I tried locally on the terminal and it works as expected. The current process will see any files it writes to /tmp but after the action is finished and /tmp is unmounted, the files won't be there. Only that process can see the files that it itself writes to /tmp. Files from the system /tmp will still be visible by all actions under /tmp which is a change from the current behavior.

This actually seems much better than the current semantics as it is less of a breaking change (e.g. Docker sockets under /tmp can still be used without having sockets created by the action pollute the host /tmp). If it's also simpler and resolves the current issue, I'm 100% for this solution. Great find!

Feb 24 '24 10:02 fmeum

I like this idea too! But to be clear, the new behavior of --incompatible_sandbox_hermetic_tmp wouldn't be exactly the same as --sandbox_add_mount_pair=/tmp, right? AIUI, the latter not only makes the system /tmp visible to sandboxes, but also makes the files created by a sandbox visible to other sandboxes; the last part is what we're actually trying to protect against.

What about older Linux kernels where mount -t overlay is still a privileged operation? Will we auto-detect or require users to manually override the flag?

Feb 24 '24 11:02 tjgq

What about older Linux kernels where mount -t overlay is still a privileged operation? Will we auto-detect or require users to manually override the flag?

Could we test this as part of the one-time "sandboxing available" check? Requiring a manual override for a default wouldn't be a great user experience. But I also don't know what the market share of affected kernel versions is.

With the overlay approach, there could theoretically still be issues with concurrent Java compilations, but only if there is a concurrent one on the host with a PID of 12, which is presumably too low to occur in practice (unless the concurrent action is also sandboxed in a similar way). I think that's acceptable.

Feb 24 '24 13:02 fmeum

https://docs.kernel.org/filesystems/overlayfs.html#changes-to-underlying-filesystems sounds as if this scheme may not be safe when there are concurrent accesses to /tmp.

Feb 24 '24 22:02 fmeum

https://docs.kernel.org/filesystems/overlayfs.html#changes-to-underlying-filesystems sounds as if this scheme may not be safe when there are concurrent accesses to /tmp.

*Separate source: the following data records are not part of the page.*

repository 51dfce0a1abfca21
//! Ad hoc scoring of a single generated component

use anyhow::{Context as _, Result};
use clap::Args;
use comfy_table::Cell;
use serde::Serialize;
use std::path::PathBuf;
use ui2code_metrics::{CodeSimilarityCalculator, VisualSimilarityCalculator};

use crate::context::Context;
use crate::output::{format_score, print_field, print_optional_field, print_section, TableDisplay};

#[derive(Debug, Args)]
pub struct ScoreArgs {
    /// Generated JSX file
    #[arg(long, value_name = "FILE")]
    pub generated: PathBuf,

    /// Reference JSX file
    #[arg(long, value_name = "FILE")]
    pub reference: PathBuf,

    /// Rendered screenshot of the generated component
    #[arg(long, value_name = "IMG", requires = "screenshot")]
    pub rendered: Option<PathBuf>,

    /// Original UI screenshot
    #[arg(long, value_name = "IMG", requires = "rendered")]
    pub screenshot: Option<PathBuf>,
}

/// Scores for one generated/reference pair
#[derive(Debug, Serialize)]
pub struct ScoreReport {
    pub generated: String,
    pub reference: String,
    pub code_similarity_score: f64,
    #[serde(skip_serializing_if = "Option::is_none")]
    pub visual_similarity_ssim_score: Option<f64>,
}

impl TableDisplay for ScoreReport {
    fn to_row(&self) -> Vec<Cell> {
        vec![
            Cell::new(&self.generated),
            Cell::new(&self.reference),
            Cell::new(format_score(self.code_similarity_score)),
            Cell::new(
                self.visual_similarity_ssim_score
                    .map(format_score)
                    .unwrap_or_else(|| "-".to_string()),
            ),
        ]
    }

    fn display_single(&self) {
        print_section("Scores");
        print_field("Generated", &self.generated);
        print_field("Reference", &self.reference);
        print_field("Code similarity", &format_score(self.code_similarity_score));
        print_optional_field(
            "Visual similarity (SSIM)",
            self.visual_similarity_ssim_score.map(format_score).as_deref(),
        );
    }
}

/// Compute code similarity and, when both images are given, SSIM.
pub fn score(args: &ScoreArgs) -> Result<ScoreReport> {
    let generated = std::fs::read_to_string(&args.generated)
        .with_context(|| format!("Failed to read {:?}", args.generated))?;
    let reference = std::fs::read_to_string(&args.reference)
        .with_context(|| format!("Failed to read {:?}", args.reference))?;

    let code_similarity_score =
        CodeSimilarityCalculator::new().similarity(generated.trim(), reference.trim());

    let visual_similarity_ssim_score = match (&args.screenshot, &args.rendered) {
        (Some(screenshot), Some(rendered)) => Some(
            VisualSimilarityCalculator::new()
                .similarity(screenshot, rendered)
                .context("Failed to compute visual similarity")?,
        ),
        _ => None,
    };

    Ok(ScoreReport {
        generated: args.generated.display().to_string(),
        reference: args.reference.display().to_string(),
        code_similarity_score,
        visual_similarity_ssim_score,
    })
}

/// Execute the score command
pub fn execute(ctx: &Context, args: ScoreArgs) -> Result<()> {
    let report = score(&args)?;
    ctx.output.write(&report)
}
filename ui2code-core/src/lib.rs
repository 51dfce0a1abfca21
pub mod domain;
pub mod error;
pub mod traits;

pub use domain::*;
pub use error::*;
pub use traits::*;
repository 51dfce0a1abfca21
use std::path::PathBuf;
use thiserror::Error;

#[derive(Error, Debug)]
pub enum ScoreError {
    #[error("failed to load image {}: {source}", .path.display())]
    ImageLoad {
        path: PathBuf,
        source: image::ImageError,
    },

    #[error("image of {width}x{height} is smaller than the {window}x{window} SSIM window")]
    ImageTooSmall {
        width: u32,
        height: u32,
        window: usize,
    },

    #[error("images differ in size: {left:?} vs {right:?}")]
    DimensionMismatch {
        left: (u32, u32),
        right: (u32, u32),
    },

    #[error("SSIM evaluated to a non-finite value")]
    NonFinite,
}

pub type ScoreResult<T> = std::result::Result<T, ScoreError>;
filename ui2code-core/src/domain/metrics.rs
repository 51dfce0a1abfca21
use serde::{Deserialize, Serialize};

/// Per-item scores and stage outcomes.
///
/// Starts at zeros/false/empty and is filled in as stages complete. This is
/// the only place stage failures turn into default values.
#[derive(Debug, Clone, Default, PartialEq, Serialize, Deserialize)]
pub struct EvaluationMetrics {
    pub code_similarity_score: f64,
    pub visual_similarity_ssim_score: f64,
    pub generation_success: bool,
    pub rendering_success: bool,
    pub error_details: String,
}

impl EvaluationMetrics {
    pub fn new() -> Self {
        Self::default()
    }

    /// Appends a note as `"<note>. "`; earlier notes are never overwritten.
    pub fn append_error(&mut self, note: impl AsRef<str>) {
        let note = note.as_ref().trim().trim_end_matches('.');
        self.error_details.push_str(note);
        self.error_details.push_str(". ");
    }

    pub fn has_errors(&self) -> bool {
        !self.error_details.is_empty()
    }
}

#[derive(Debug, Clone, Copy, PartialEq, Eq, Serialize, Deserialize)]
#[serde(rename_all = "lowercase")]
pub enum ItemStatus {
    Success,
    Error,
}

impl ItemStatus {
    pub fn as_str(&self) -> &'static str {
        match self {
            ItemStatus::Success => "success",
            ItemStatus::Error => "error",
        }
    }
}

impl std::fmt::Display for ItemStatus {
    fn fmt(&self, f: &mut std::fmt::Formatter<'_>) -> std::fmt::Result {
        f.write_str(self.as_str())
    }
}

/// One entry of `summary_metrics.json`.
#[derive(Debug, Clone, PartialEq, Serialize, Deserialize)]
pub struct ItemResult {
    pub status: ItemStatus,
    pub message: String,
    pub metrics: EvaluationMetrics,
    pub item_id: String,
}

impl ItemResult {
    pub fn new(
        item_id: impl Into<String>,
        status: ItemStatus,
        message: impl Into<String>,
        metrics: EvaluationMetrics,
    ) -> Self {
        Self {
            status,
            message: message.into(),
            metrics,
            item_id: item_id.into(),
        }
    }

    pub fn is_success(&self) -> bool {
        self.status == ItemStatus::Success
    }
}
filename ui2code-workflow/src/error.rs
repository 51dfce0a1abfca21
use std::path::PathBuf;
use thiserror::Error;
use ui2code_core::{GenerationError, RenderError};
use ui2code_metrics::ScoreError;

/// Failure writing an item's artifacts or the run summary.
#[derive(Error, Debug)]
pub enum PersistError {
    #[error("failed to create directory {}: {source}", .path.display())]
    CreateDir {
        path: PathBuf,
        source: std::io::Error,
    },

    #[error("failed to write {}: {source}", .path.display())]
    Write {
        path: PathBuf,
        source: std::io::Error,
    },

    #[error("failed to copy assets from {}: {source}", .path.display())]
    CopyAssets {
        path: PathBuf,
        source: std::io::Error,
    },

    #[error("failed to serialize {what}: {source}")]
    Serialize {
        what: &'static str,
        source: serde_json::Error,
    },
}

/// Failure of a single pipeline stage for one item.
///
/// None of these stop the batch; the pipeline records them in the item's
/// metrics and moves on.
#[derive(Error, Debug)]
pub enum StageError {
    #[error("could not read screenshot {}: {source}", .path.display())]
    Screenshot {
        path: PathBuf,
        source: std::io::Error,
    },

    #[error(transparent)]
    Generation(#[from] GenerationError),

    #[error("ground truth not found at {}", .0.display())]
    GroundTruthMissing(PathBuf),

    #[error("could not read ground truth {}: {source}", .path.display())]
    GroundTruthUnreadable {
        path: PathBuf,
        source: std::io::Error,
    },

    #[error(transparent)]
    Render(#[from] RenderError),

    #[error(transparent)]
    Score(#[from] ScoreError),

    #[error(transparent)]
    Persist(#[from] PersistError),
}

@oquenchil and I discussed this offline and found the thread at https://lore.kernel.org/all/CA+ZH+jFBAaRi6VPmf3PBdDZQQMOaT6WUByATqaw1QL5M9+-dxg@mail.gmail.com/, which makes it sound as if overlayfs would be fine to use in practice under the weaker assumption that there are no concurrent changes to the subtree of /tmp containing files that the sandboxed process is supposed to read (e.g. the output base under /tmp). Since any "clever" (the bad kind) symlink algorithm or bind mount scheme would also have the potential for breakages, I would actually prefer the overlayfs approach even without a formal correctness guarantee.

If anyone here knows anyone who happens to know more about kernel FS implementations, that would of course be very helpful. :-)

Feb 26 '24 20:02 fmeum

Perfect, thank you Fabian. I'd go with the overlayfs solution when we detect sourceroot and execroot are under /tmp but would take a simpler code path when we don't detect that. In these cases a simple bind mount over /tmp (maybe even mounting tmpfs over /tmp by default) should work.

The behavior between the two would be different since for builds with source-execroot under /tmp, the system /tmpwould be visible but for the other case it would start as empty. What do you think? Even though we go on the assumption that overlayfs works as we expect until proven otherwise, it might make sense to reduce its usage if we can avoid it when we are not building under /tmp.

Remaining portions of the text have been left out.